Limiting solids retention time to less than 25 days could also help to reduce the consumption of VFAs and soluble COD that occurs in the reactors, by not allowing a methanogenic population to establish. However, limiting the solids retention time

would result in a sacrifice of unhydrolysed solids that could contribute to soluble COD production and greater methane production downstream.
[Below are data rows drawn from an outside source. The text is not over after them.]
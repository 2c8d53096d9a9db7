//! Export or share a single job.
//!
//! Picks one job out of a job sheet and delivers it through one channel:
//!
//! - **pdf**: renders the summary card, exports it to A4 PDF and saves it
//! - **whatsapp**: a text-only WhatsApp link (no native share sheet in a terminal)
//! - **email**: a `mailto:` link addressed to the configured recipient
//! - **text**: prints the plain-text summary
//!
//! Each invocation produces exactly one kind of artifact.

use crate::{
    libs::{
        config::Config,
        export::PdfExporter,
        job::{Job, JobLog},
        messages::Message,
        platform::DesktopPlatform,
        share::{ShareDispatcher, ShareOutcome},
        summary::format_job_as_text,
    },
    msg_bail_anyhow, msg_error, msg_info, msg_print, msg_success, msg_warning,
};
use anyhow::Result;
use clap::{Args, ValueEnum};
use std::path::PathBuf;

#[derive(Debug, Clone, Copy, PartialEq, Eq, ValueEnum)]
pub enum ShareChannel {
    /// Save the job summary as a PDF
    Pdf,
    /// Open WhatsApp with the text summary
    Whatsapp,
    /// Open the mail client with the text summary
    Email,
    /// Print the text summary
    Text,
}

#[derive(Debug, Args)]
pub struct ShareArgs {
    /// Job sheet (JSON) holding one job or an array of jobs
    sheet: PathBuf,

    /// How to deliver the summary
    #[arg(value_enum)]
    channel: ShareChannel,

    /// Id (or id prefix) of the job; required when the sheet holds several
    #[arg(long)]
    id: Option<String>,

    /// Directory for the PDF, overriding the configured download directory
    #[arg(short, long)]
    output: Option<PathBuf>,

    /// Print links instead of opening them
    #[arg(long)]
    print_only: bool,
}

pub async fn cmd(args: ShareArgs) -> Result<()> {
    let log = JobLog::from_sheet(&args.sheet)?;
    let job = select_job(&log, args.id.as_deref())?;
    msg_info!(Message::SelectedJob(job.client_name.clone(), job.display_date()));

    deliver(job, args.channel, &PdfExporter::default(), args.output, args.print_only).await
}

/// Picks the job named by `id`, or the only job in the log.
pub fn select_job(log: &JobLog, id: Option<&str>) -> Result<Job> {
    match id {
        Some(id) => {
            let matches = log.matching(id);
            match matches.as_slice() {
                [job] => Ok((*job).clone()),
                [] => msg_bail_anyhow!(Message::JobNotFound(id.to_string())),
                _ => msg_bail_anyhow!(Message::JobIdAmbiguous(id.to_string())),
            }
        }
        None => match log.jobs() {
            [job] => Ok(job.clone()),
            [] => msg_bail_anyhow!(Message::JobSheetEmpty),
            jobs => msg_bail_anyhow!(Message::MultipleJobsNeedId(jobs.len())),
        },
    }
}

/// Delivers one job through one channel.
///
/// `exporter` is shared between calls. Its fonts are scanned on the first PDF
/// render, not when a dispatcher is built.
pub async fn deliver(job: Job, channel: ShareChannel, exporter: &PdfExporter, output: Option<PathBuf>, print_only: bool) -> Result<()> {
    let config = Config::read()?;
    let platform = DesktopPlatform::new(output.unwrap_or_else(|| config.download_dir())).print_only(print_only);
    let dispatcher = ShareDispatcher::new(job, &config, platform, exporter.clone());
    let status = dispatcher.status_handle();

    // Each action raises its busy flag before its first await, so the status
    // is readable as soon as the action has been polled once.
    let report_status = async {
        if let Some(text) = status.get().status_text() {
            msg_info!(text);
        }
    };

    match channel {
        ShareChannel::Text => msg_print!(format_job_as_text(dispatcher.job())),
        ShareChannel::Pdf => {
            let (saved, _) = tokio::join!(dispatcher.download(), report_status);
            match saved {
                Some(path) => msg_success!(Message::PdfSaved(path.display().to_string())),
                None => msg_warning!(Message::PdfNotGenerated),
            }
        }
        ShareChannel::Whatsapp => {
            let (outcome, _) = tokio::join!(dispatcher.share_to_whatsapp(), report_status);
            match outcome {
                ShareOutcome::FileShared => msg_success!(Message::WhatsAppShared),
                ShareOutcome::Dismissed => msg_info!(Message::WhatsAppDismissed),
                ShareOutcome::TextFallback => msg_success!(Message::WhatsAppTextFallback),
                ShareOutcome::Failed => msg_error!(Message::WhatsAppFailed),
            }
        }
        ShareChannel::Email => {
            dispatcher.email()?;
            msg_success!(Message::EmailOpened(config.recipient_email.clone()));
        }
    }

    Ok(())
}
Limiting the solids retention would also impact the on-farm operation of a leachbed system as solids removal would be required on a more frequent basis.

4.5. Rumen Dosing Experiment

Two rumen dosing experiments were carried to see if the addition of rumen contents would have any effect on gas production, VFA production, COD solubilisation or hydrolysis of cow manure sludge. The first experiment (RD1) compared cow manure sludge dosed with active rumen contents obtained from fistulated sheep to cow manure sludge dosed with autoclaved rumen contents. There was no discernable difference in VFA or COD extraction between the series. The results of experiment RD1 can be found in Appendix 5. The second experiment (RD2) was adjusted to ensure anaerobic conditions and had an additional control, which was cow sludge with no rumen addition. Experiment RD2 used a buffered solution mimicking cow saliva for dilutions. This solution was used to provide optimal chemical conditions for the rumen organisms. The buffered solution was sparged with CO2 to ensure

anaerobic conditions more favourable to rumen organisms. The headspace of the reactors was also flushed with CO2 after changing dilution liquid. The experiments

used a 1:1 dilution of sludge to buffer solution as this had been shown to be more favourable to both hydrolysis and acidogenesis in the dilution experiments (see section 4.2 above).